Wood ribbon — Very hardy shrub and tree from New Zealand and Australia, the inner bark of which yields a strong flax-like fiber. Several species belonging to the 2 genera Plagianthus and Hoheria have the common name Ribbonwood with very similar descriptions. Perches from this hardwood usually have a piece of inner bark that can be peeled off your bird giving it hours of fun.
Rosewood – refers to any of a number of richly hued woods, often brown with darker stains, but found in many different shades. All rosewoods are strong and heavy, taking a great polish and good choices for birdhouses. True rosewood belongs to the genus Dalbergia. Most species originate from Brazil, tropical America, Southeast Asia, Madagascar and Africa.
Yellow cow wood – refers to wood from the tree cratoxylum cochinchinense – fairly common in semi-open areas and along forest borders in Burma (Myanmar), Southern China (Hainan, Hong Kong), Malay Peninsula, Indochina, Indonesia (Sumatra, Borneo), Thailand and Laos (Khamouan). The abundant supply makes using this tree a great green choice: this deciduous tree is one of the first trees in the returning forest. Another very good reason to use it for poultry is its durability, strength, flexibility and good tear resistance. The wood is considered to be lighter but stronger than Manzanita wood.
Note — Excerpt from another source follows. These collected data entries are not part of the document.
use anyhow::{anyhow, Result};
use std::collections::HashMap;
use std::hash::Hasher;
use std::path::{Path, PathBuf};
use std::sync::Mutex;
use std::time::Instant;

use candle_core::{DType, Device, Tensor};
use candle_nn::VarBuilder;
use candle_transformers::models::{colpali, paligemma};
use image::imageops::FilterType;
use image::DynamicImage;
use tokenizers::Tokenizer;
use tracing::{debug, info};
use twox_hash::XxHash64;

use pagerag_core::config::EmbedSettings;
use pagerag_core::traits::Embedder;
use pagerag_core::types::MultiVector;

pub mod device;
pub mod pool;
pub mod preprocess;
pub mod tokenize;

pub use pool::{all_rows, masked_rows};

/// Sub-vector length of the ColPali projection head.
pub const COLPALI_DIM: usize = 128;
const IMAGE_PROMPT: &str = "Describe the image.";
const QUERY_PREFIX: &str = "Query: ";

/// ColPali (PaliGemma 3B, 448px) multi-vector embedder on candle.
pub struct ColPaliEmbedder {
    model: Mutex<colpali::Model>,
    tokenizer: Tokenizer,
    device: Device,
    dtype: DType,
}

impl ColPaliEmbedder {
    pub fn new(settings: &EmbedSettings) -> Result<Self> {
        let device = device::select_device(&settings.device)?;
        let dtype = device::select_dtype(&settings.dtype, &device);
        let model_dir = resolve_model_dir(settings.model_dir.as_deref())?;
        info!(model_dir = %model_dir.display(), ?dtype, "loading ColPali model");

        let tokenizer_path = model_dir.join("tokenizer.json");
        let tokenizer = Tokenizer::from_file(&tokenizer_path)
            .map_err(|e| anyhow!("Failed to load tokenizer from {}: {}", tokenizer_path.display(), e))?;

        let mut tensors: HashMap<String, Tensor> = HashMap::new();
        for file in safetensors_in(&model_dir)? {
            debug!(file = %file.display(), "reading weights");
            tensors.extend(candle_core::safetensors::load(&file, &device)?);
        }
        let vb = VarBuilder::from_tensors(tensors, dtype, &device);
        let config = paligemma::Config::paligemma_3b_448();
        let model = colpali::Model::new(&config, vb)?;
        info!("ColPali model loaded");
        Ok(Self { model: Mutex::new(model), tokenizer, device, dtype })
    }

    fn lock_model(&self) -> Result<std::sync::MutexGuard<'_, colpali::Model>> {
        self.model.lock().map_err(|_| anyhow!("ColPali model lock poisoned"))
    }
}

impl Embedder for ColPaliEmbedder {
    fn dim(&self) -> usize { COLPALI_DIM }

    fn embed_images(&self, images: &[DynamicImage]) -> Result<Vec<MultiVector>> {
        if images.is_empty() {
            return Ok(Vec::new());
        }
        let start = Instant::now();
        let pixel_values = preprocess::images_to_tensor(images, preprocess::IMAGE_SIZE, &self.device)?
            .to_dtype(self.dtype)?;
        let prompts = vec![IMAGE_PROMPT.to_string(); images.len()];
        let (input_ids, _) = tokenize::tokenize_batch(&self.tokenizer, &prompts, &self.device)?;
        let embeddings = self.lock_model()?.forward_images(&pixel_values, &input_ids)?;
        let out = all_rows(&embeddings)?;
        debug!(images = images.len(), elapsed_ms = start.elapsed().as_millis() as u64, "embedded images");
        Ok(out)
    }

    fn embed_queries(&self, queries: &[String]) -> Result<Vec<MultiVector>> {
        if queries.is_empty() {
            return Ok(Vec::new());
        }
        let texts: Vec<String> = queries.iter().map(|q| format!("{QUERY_PREFIX}{q}")).collect();
        let (input_ids, masks) = tokenize::tokenize_batch(&self.tokenizer, &texts, &self.device)?;
        let embeddings = self.lock_model()?.forward_text(&input_ids)?;
        masked_rows(&embeddings, &masks)
    }
}

/// Deterministic stand-in for the real model: hashed, L2-normalized sub-vectors.
///
/// Queries get one sub-vector per lowercase whitespace token; images get one
/// per cell of a 4x4 grid over a downscaled copy.
pub struct FakeEmbedder { dim: usize }

impl FakeEmbedder {
    const GRID: u32 = 4;

    pub fn new(dim: usize) -> Self { Self { dim } }

    fn seeded_vector(&self, seed: u64) -> Vec<f32> {
        let mut state = seed;
        let mut v: Vec<f32> = (0..self.dim)
            .map(|_| {
                state = splitmix64(state);
                ((state >> 40) as f32 / (1u64 << 24) as f32) * 2.0 - 1.0
            })
            .collect();
        let norm = v.iter().map(|x| x * x).sum::<f32>().sqrt().max(1e-6);
        for x in &mut v { *x /= norm; }
        v
    }
}

impl Embedder for FakeEmbedder {
    fn dim(&self) -> usize { self.dim }

    fn embed_images(&self, images: &[DynamicImage]) -> Result<Vec<MultiVector>> {
        Ok(images
            .iter()
            .map(|img| {
                let cells = img.resize_exact(Self::GRID, Self::GRID, FilterType::Triangle).to_rgb8();
                cells
                    .pixels()
                    .enumerate()
                    .map(|(i, px)| {
                        let mut hasher = XxHash64::with_seed(i as u64);
                        hasher.write(&px.0);
                        self.seeded_vector(hasher.finish())
                    })
                    .collect()
            })
            .collect())
    }

    fn embed_queries(&self, queries: &[String]) -> Result<Vec<MultiVector>> {
        Ok(queries
            .iter()
            .map(|q| {
                let tokens: Vec<String> = q.split_whitespace().map(str::to_lowercase).collect();
                let tokens = if tokens.is_empty() { vec![String::new()] } else { tokens };
                tokens
                    .iter()
                    .map(|t| {
                        let mut hasher = XxHash64::with_seed(0);
                        hasher.write(t.as_bytes());
                        self.seeded_vector(hasher.finish())
                    })
                    .collect()
            })
            .collect())
    }
}

fn splitmix64(x: u64) -> u64 {
    let mut z = x.wrapping_add(0x9E37_79B9_7F4A_7C15);
    z = (z ^ (z >> 30)).wrapping_mul(0xBF58_476D_1CE4_E5B9);
    z = (z ^ (z >> 27)).wrapping_mul(0x94D0_49BB_1331_11EB);
    z ^ (z >> 31)
}

pub fn get_default_embedder(settings: &EmbedSettings) -> Result<Box<dyn Embedder>> {
    if settings.fake || pagerag_core::config::env_flag("APP_USE_FAKE_EMBEDDINGS") {
        info!(dim = COLPALI_DIM, "using FakeEmbedder");
        return Ok(Box::new(FakeEmbedder::new(COLPALI_DIM)));
    }
    Ok(Box::new(ColPaliEmbedder::new(settings)?))
}

/// `APP_MODEL_DIR`, `MODEL_DIR`, the configured dir, then `../models/colpali` and `models/colpali`.
pub fn resolve_model_dir(configured: Option<&str>) -> Result<PathBuf> {
    let candidates = [
        std::env::var("APP_MODEL_DIR").ok(),
        std::env::var("MODEL_DIR").ok(),
        configured.map(str::to_string),
        Some("../models/colpali".to_string()),
        Some("models/colpali".to_string()),
    ];
    candidates
        .into_iter()
        .flatten()
        .map(pagerag_core::config::expand_path)
        .find(|p| p.exists())
        .ok_or_else(|| anyhow!("Could not locate ColPali model directory"))
}

fn safetensors_in(dir: &Path) -> Result<Vec<PathBuf>> {
    let mut files: Vec<PathBuf> = std::fs::read_dir(dir)?
        .filter_map(|e| e.ok().map(|e| e.path()))
        .filter(|p| p.extension().is_some_and(|ext| ext == "safetensors"))
        .collect();
    files.sort();
    if files.is_empty() {
        return Err(anyhow!("No .safetensors weights in {}", dir.display()));
    }
    Ok(files)
}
Wacky Wood Lima – Purlets are usually made from the roots of the equatorial Lima tree, the natural irregular shape of this purlet provides excellent exercises such as bird walking (it often has a spiral shape). Lima Root is an ultra-hard wood known for its long-lasting durability. And with all its ups and downs, your bird is sure to get a workout!
* – All information provided is collective from many internet sources, poultry owners, breeders and other public sources. It is provided for your convenience only and does not represent any warranty or promise. If in doubt – always contact your avian vet and the manufacturer of the product in question.